> **EXERCISE INSTRUCTIONS**
When the string "EnumError" is part of a line in the data below, report the whole line.

------ RECORDS FOR THE TASK ------

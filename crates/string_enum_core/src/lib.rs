//! Provide the backing value, error taxonomy and shared vocabulary for string-backed enumerations.
//!
//! This crate is intentionally small. It contains deterministic helpers that both:
//! - the derive macro can use while expanding member tables (rename rules, reserved names), and
//! - the runtime crate can use to store, compare and report on member values.
//!
//! ## Notes
//!
//! - This is a “semantic core” crate: **no IO**, no global state, and no macro-specific types.
//! - Current scope: [`EnumValue`] (the immutable string every member carries), [`EnumError`] and
//!   the vocabulary registries under [`lang`].

#![deny(clippy::unwrap_used)]

pub mod errors;
pub mod lang;
pub mod value;

pub use errors::{EnumError, ErrorKind};
pub use value::EnumValue;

------

> **EXERCISE SOLUTION**
//! - Current scope: [`EnumValue`] (the immutable string every member carries), [`EnumError`] and
pub use errors::{EnumError, ErrorKind};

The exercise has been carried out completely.